Saved entries
----
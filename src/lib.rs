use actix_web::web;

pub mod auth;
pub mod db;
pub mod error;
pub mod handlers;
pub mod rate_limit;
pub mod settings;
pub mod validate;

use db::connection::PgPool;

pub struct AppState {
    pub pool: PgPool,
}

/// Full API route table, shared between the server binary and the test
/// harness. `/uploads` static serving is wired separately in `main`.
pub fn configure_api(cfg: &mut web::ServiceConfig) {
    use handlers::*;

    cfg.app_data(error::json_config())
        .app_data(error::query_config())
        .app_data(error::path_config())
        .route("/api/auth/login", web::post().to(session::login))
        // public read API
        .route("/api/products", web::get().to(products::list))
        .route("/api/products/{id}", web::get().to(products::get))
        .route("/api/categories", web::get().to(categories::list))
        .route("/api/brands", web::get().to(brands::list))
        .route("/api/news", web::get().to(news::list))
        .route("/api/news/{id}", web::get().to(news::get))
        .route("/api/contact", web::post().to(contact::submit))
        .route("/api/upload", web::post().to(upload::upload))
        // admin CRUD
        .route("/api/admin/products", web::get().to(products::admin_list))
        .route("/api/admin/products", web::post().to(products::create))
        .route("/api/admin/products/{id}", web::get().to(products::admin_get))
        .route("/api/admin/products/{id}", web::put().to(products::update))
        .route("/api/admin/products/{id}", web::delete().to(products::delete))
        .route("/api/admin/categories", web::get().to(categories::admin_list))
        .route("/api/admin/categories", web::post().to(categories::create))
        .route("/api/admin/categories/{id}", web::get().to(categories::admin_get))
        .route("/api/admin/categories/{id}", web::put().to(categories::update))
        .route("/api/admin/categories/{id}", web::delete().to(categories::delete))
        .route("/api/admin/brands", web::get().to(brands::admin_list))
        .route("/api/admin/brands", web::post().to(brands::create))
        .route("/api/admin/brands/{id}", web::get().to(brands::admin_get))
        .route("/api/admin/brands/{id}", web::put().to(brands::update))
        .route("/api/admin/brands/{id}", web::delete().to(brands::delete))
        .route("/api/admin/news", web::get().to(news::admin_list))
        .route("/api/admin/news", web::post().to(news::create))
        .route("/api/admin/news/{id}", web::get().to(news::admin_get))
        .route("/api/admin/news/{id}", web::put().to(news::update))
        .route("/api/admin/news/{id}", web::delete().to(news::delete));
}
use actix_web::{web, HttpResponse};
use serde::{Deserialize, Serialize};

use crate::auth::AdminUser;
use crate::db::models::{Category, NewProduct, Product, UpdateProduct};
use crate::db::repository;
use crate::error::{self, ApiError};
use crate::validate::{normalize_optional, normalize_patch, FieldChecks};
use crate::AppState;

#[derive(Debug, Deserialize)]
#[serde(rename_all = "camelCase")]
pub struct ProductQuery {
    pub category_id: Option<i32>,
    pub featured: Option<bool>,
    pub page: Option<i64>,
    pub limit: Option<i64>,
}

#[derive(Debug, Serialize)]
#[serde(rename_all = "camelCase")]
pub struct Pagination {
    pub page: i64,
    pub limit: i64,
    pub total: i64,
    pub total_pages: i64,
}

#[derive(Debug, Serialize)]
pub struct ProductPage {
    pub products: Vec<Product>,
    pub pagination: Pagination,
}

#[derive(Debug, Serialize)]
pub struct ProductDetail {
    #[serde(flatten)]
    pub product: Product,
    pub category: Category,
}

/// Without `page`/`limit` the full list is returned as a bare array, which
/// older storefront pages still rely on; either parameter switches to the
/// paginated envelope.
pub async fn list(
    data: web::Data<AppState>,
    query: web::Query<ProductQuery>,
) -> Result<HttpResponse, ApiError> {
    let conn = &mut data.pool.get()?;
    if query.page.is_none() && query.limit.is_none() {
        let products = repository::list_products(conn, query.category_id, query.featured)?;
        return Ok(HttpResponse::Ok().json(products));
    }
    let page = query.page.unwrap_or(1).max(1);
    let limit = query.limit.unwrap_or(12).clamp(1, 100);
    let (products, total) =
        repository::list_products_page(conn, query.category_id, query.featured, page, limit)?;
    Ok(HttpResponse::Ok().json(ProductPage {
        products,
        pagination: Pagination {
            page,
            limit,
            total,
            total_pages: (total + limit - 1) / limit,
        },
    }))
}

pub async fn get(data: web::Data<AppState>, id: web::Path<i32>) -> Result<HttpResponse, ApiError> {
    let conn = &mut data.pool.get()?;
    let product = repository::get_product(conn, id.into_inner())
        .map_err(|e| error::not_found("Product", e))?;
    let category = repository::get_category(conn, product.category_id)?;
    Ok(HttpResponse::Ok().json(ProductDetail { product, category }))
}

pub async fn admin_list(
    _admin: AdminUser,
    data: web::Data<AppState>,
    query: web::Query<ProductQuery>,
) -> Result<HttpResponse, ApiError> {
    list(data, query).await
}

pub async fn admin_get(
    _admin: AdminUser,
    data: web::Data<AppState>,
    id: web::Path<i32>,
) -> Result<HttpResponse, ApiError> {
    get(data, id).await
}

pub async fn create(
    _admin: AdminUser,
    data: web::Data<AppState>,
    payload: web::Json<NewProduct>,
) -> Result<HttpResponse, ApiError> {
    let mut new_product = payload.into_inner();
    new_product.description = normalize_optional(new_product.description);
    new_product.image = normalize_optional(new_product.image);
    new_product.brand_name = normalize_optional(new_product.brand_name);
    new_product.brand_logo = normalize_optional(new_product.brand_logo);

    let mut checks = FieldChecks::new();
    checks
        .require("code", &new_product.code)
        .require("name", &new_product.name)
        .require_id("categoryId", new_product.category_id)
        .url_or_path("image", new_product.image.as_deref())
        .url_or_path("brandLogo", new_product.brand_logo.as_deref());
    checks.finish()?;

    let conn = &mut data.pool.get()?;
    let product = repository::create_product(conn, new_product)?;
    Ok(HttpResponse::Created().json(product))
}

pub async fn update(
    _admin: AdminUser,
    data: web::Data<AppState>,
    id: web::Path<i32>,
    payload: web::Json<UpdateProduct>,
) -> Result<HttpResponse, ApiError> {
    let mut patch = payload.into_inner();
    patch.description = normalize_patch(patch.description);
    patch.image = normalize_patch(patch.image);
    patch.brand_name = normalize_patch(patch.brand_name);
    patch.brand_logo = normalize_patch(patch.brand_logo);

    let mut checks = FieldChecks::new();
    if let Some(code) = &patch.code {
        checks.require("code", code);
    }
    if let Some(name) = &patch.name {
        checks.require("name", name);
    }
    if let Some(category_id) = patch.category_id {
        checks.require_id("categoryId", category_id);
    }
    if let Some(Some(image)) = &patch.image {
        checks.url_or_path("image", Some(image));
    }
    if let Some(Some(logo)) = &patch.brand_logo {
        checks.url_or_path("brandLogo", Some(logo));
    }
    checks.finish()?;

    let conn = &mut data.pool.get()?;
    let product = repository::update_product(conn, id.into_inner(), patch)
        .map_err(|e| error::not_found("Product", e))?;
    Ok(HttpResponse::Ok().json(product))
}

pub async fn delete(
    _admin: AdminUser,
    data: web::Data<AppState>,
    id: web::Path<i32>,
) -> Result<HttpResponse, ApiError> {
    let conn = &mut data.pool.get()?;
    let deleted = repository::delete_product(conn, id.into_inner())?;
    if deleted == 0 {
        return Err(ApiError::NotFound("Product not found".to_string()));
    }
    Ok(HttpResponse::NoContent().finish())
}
----
Using the entries above, return each line that includes the word "crate".

▶ _Exercise result_
use crate::auth::AdminUser;
use crate::db::models::{Category, NewProduct, Product, UpdateProduct};
use crate::db::repository;
use crate::error::{self, ApiError};
use crate::validate::{normalize_optional, normalize_patch, FieldChecks};
use crate::AppState;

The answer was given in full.